Theres degrees of separation with this stuff, maybe some upstart said he could beat my M+ score so I exploited an fotm class up to 120 to spank his score saving me 50 hours of leveling…

A Cheat will cheat anyone, anywhere not just in a game…shame there are so many of them out there!!!

Then they should still be arrested, as it’s theft (Or go back and pay for it once the medicine has been given to the person). If they don’t go back to pay for it, then the shop is ALLOWED to go and report them.

Then that person is also to blame, since they should know better. Now, if there was a sign saying “Free Samples”, then people would take them. But, anyone with at least a tiny bit of common sense would know that, just because others are doing it doesn’t make it right.

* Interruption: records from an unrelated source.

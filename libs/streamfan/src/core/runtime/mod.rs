// Copyright (c) 2025 Jonathan Fontanez
// SPDX-License-Identifier: BUSL-1.1

mod lifecycle;
mod pipeline;
mod state;

pub use lifecycle::{
    EXIT_STARTUP_FAILURE, LifecycleController, ProvisionStats, RunOutcome, ShutdownReport,
};
pub use pipeline::{Pipeline, SharedPipeline};
pub use state::RunState;
// Copyright (c) 2025 Jonathan Fontanez
// SPDX-License-Identifier: BUSL-1.1

use std::collections::VecDeque;
use std::time::Duration;

use parking_lot::Mutex;

use super::event::LoopEvent;
use super::Scheduler;

#[derive(Default)]
struct ManualState {
    ready: VecDeque<LoopEvent>,
    /// (due, sequence, event); sequence keeps equal deadlines in post order.
    delayed: Vec<(Duration, u64, LoopEvent)>,
    now: Duration,
    seq: u64,
}

/// Deterministic scheduler driven by the caller.
///
/// Nothing happens on its own: `next_event` never blocks and delayed events
/// only become ready when virtual time is moved with [`advance`](Self::advance).
#[derive(Default)]
pub struct ManualScheduler {
    state: Mutex<ManualState>,
}

impl ManualScheduler {
    pub fn new() -> Self {
        Self::default()
    }

    /// Move virtual time forward, releasing every delayed event that
    /// becomes due.
    pub fn advance(&self, by: Duration) {
        let mut state = self.state.lock();
        state.now += by;
        let now = state.now;

        let mut due: Vec<(Duration, u64, LoopEvent)> = Vec::new();
        let mut i = 0;
        while i < state.delayed.len() {
            if state.delayed[i].0 <= now {
                due.push(state.delayed.swap_remove(i));
            } else {
                i += 1;
            }
        }
        due.sort_by_key(|(at, seq, _)| (*at, *seq));
        state.ready.extend(due.into_iter().map(|(_, _, event)| event));
    }

    pub fn now(&self) -> Duration {
        self.state.lock().now
    }

    pub fn ready_len(&self) -> usize {
        self.state.lock().ready.len()
    }

    pub fn delayed_len(&self) -> usize {
        self.state.lock().delayed.len()
    }
}

impl Scheduler for ManualScheduler {
    fn post(&self, event: LoopEvent) {
        self.state.lock().ready.push_back(event);
    }

    fn post_after(&self, delay: Duration, event: LoopEvent) {
        let mut state = self.state.lock();
        let due = state.now + delay;
        let seq = state.seq;
        state.seq += 1;
        state.delayed.push((due, seq, event));
    }

    fn next_event(&self, _timeout: Duration) -> Option<LoopEvent> {
        self.state.lock().ready.pop_front()
    }
}
impl Batcher {
    fn run(mut self) {
        let socket = match UdpSocket::bind("0.0.0.0:0") {
            Ok(socket) => socket,
            Err(e) => {
                self.scheduler.post(LoopEvent::Bus(BusMessage::Error {
                    source: "batcher".to_string(),
                    message: format!("cannot open send socket: {}", e),
                }));
                return;
            }
        };

        let mut open = true;
        while open && !self.stop.load(Ordering::Acquire) {
            let (batch, still_open) = self.collect();
            open = still_open;
            if !batch.is_empty() {
                self.stats.batches.fetch_add(1, Ordering::Relaxed);
                self.push(&socket, batch);
            }
        }

        if !self.stop.load(Ordering::Acquire) {
            tracing::info!("[DataPlane] All inputs exhausted");
            self.scheduler.post(LoopEvent::Bus(BusMessage::EndOfStream));
        }
    }

    /// Gather up to `batch_size` units. The push timeout starts with the
    /// first unit of the batch. Returns `false` once every input has gone.
    fn collect(&self) -> (Vec<MediaUnit>, bool) {
        let mut batch = Vec::with_capacity(self.batch_size.min(1024));

        let first = match self.rx.recv_timeout(self.push_timeout) {
            Ok(unit) => unit,
            Err(RecvTimeoutError::Timeout) => return (batch, true),
            Err(RecvTimeoutError::Disconnected) => return (batch, false),
        };
        batch.push(first);

        let deadline = Instant::now() + self.push_timeout;
        while batch.len() < self.batch_size {
            let remaining = deadline.saturating_duration_since(Instant::now());
            match self.rx.recv_timeout(remaining) {
                Ok(unit) => batch.push(unit),
                Err(RecvTimeoutError::Timeout) => break,
                Err(RecvTimeoutError::Disconnected) => return (batch, false),
            }
        }
        (batch, true)
    }

    fn push(&mut self, socket: &UdpSocket, batch: Vec<MediaUnit>) {
        let routes: Vec<_> = {
            let pipeline = self.pipeline.read();
            batch
                .iter()
                .map(|unit| resolve(&pipeline, &unit.entry, unit.stream_index))
                .collect()
        };

        for (unit, route) in batch.into_iter().zip(routes) {
            let delivered = match route {
                Some(route) if route.ready => self.deliver(socket, &route.sink, &unit.payload),
                _ => false,
            };
            let counter = if delivered {
                &self.stats.delivered
            } else {
                &self.stats.dropped
            };
            counter.fetch_add(1, Ordering::Relaxed);
        }
    }

    fn deliver(&mut self, socket: &UdpSocket, sink: &RouteSink, payload: &[u8]) -> bool {
        match sink {
            RouteSink::Udp(addr) => match socket.send_to(payload, addr) {
                Ok(_) => true,
                Err(e) => {
                    tracing::debug!("[DataPlane] Send to {} failed: {}", addr, e);
                    false
                }
            },
            RouteSink::File(path) => {
                if !self.files.contains_key(path) {
                    match OpenOptions::new().create(true).append(true).open(path) {
                        Ok(file) => {
                            self.files.insert(path.clone(), file);
                        }
                        Err(e) => {
                            tracing::warn!("[DataPlane] Cannot open {}: {}", path.display(), e);
                            return false;
                        }
                    }
                }
                self.files
                    .get_mut(path)
                    .is_some_and(|file| file.write_all(payload).is_ok())
            }
            RouteSink::Discard => true,
        }
    }
}

#[cfg(test)]
mod tests {
    use super::*;
    use crate::core::builder::{NodeSpec, StaticGraphBuilder};
    use crate::core::node::NodeCatalog;

    #[test]
    fn test_unit_payload_header() {
        let payload = unit_payload(3, 7, b"abcdef");
        assert_eq!(payload[0], 0x80);
        assert_eq!(payload[1], 96);
        assert_eq!(&payload[2..4], &7u16.to_be_bytes());
        assert_eq!(&payload[8..12], &3u32.to_be_bytes());
        assert_eq!(&payload[12..], b"abcdef");

        assert_eq!(unit_payload(0, 0, &[]).len(), RTP_HEADER_LEN + 188);
    }

    #[test]
    fn test_plan_reads_batched_source() {
        let mut p = Pipeline::new("plan", Arc::new(NodeCatalog::builtin()));
        StaticGraphBuilder::new(vec![
            NodeSpec::new("nvmultiurisrcbin", "source")
                .with_option("uri-list", "videotestsrc://, audiotestsrc://")
                .with_option("max-batch-size", 2u32)
                .with_option("batched-push-timeout", 1000i64),
            NodeSpec::new("nvstreamdemux", "demux"),
        ])
        .build(&mut p)
        .unwrap();

        let plan = plan(&p).unwrap();
        assert_eq!(plan.slots.len(), 2);
        assert_eq!(plan.batch_size, 2);
        assert_eq!(plan.push_timeout, Duration::from_millis(1));
        assert_eq!(plan.slots[1].uri, "audiotestsrc://");
        assert_eq!(plan.slots[1].announcer, NodeId::from("demux"));
        assert_eq!(plan.slots[1].output_port(&MediaKind::Audio), "src_1");
    }

    #[test]
    fn test_plan_single_source_announces_on_itself() {
        let mut p = Pipeline::new("plan", Arc::new(NodeCatalog::builtin()));
        p.create_node(&NodeSpec::new("nvurisrcbin", "source").with_option("uri", "videotestsrc://"))
            .unwrap();

        let plan = plan(&p).unwrap();
        let slot = &plan.slots[0];
        assert_eq!(slot.announcer, NodeId::from("source"));
        assert_eq!(slot.output_port(&MediaKind::Video), "vsrc_0");
        assert_eq!(slot.entry("vsrc_0"), LinkEndpoint::new("source", "vsrc_0"));
        assert_eq!(plan.push_timeout, Duration::from_micros(DEFAULT_PUSH_TIMEOUT_US));
    }

    #[test]
    fn test_plan_without_source_fails() {
        let p = Pipeline::new("plan", Arc::new(NodeCatalog::builtin()));
        assert!(plan(&p).is_err());
    }
}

Plus, how does your analogies even work? The exploit was used to ADVANCE in a game for THAT player. They didn’t do it to help anyone but themselves, so your first analogy is moot.

I knew about the exploit, was in a call with people doing the exploit, but I was also smart enough not to do it myself, because I knew it was an exploit. Again, common sense comes into play here. If I decided to follow my friends and do it because “they were doing it”, then I was told it was an exploit, I would deal with the deserved punishment.

This is a rather simple case. People exploited, it broke ToS, it clearly states not to abuse bugs/glitches within game for your own personal gain. Due to the ToS being broken, people got punished for it.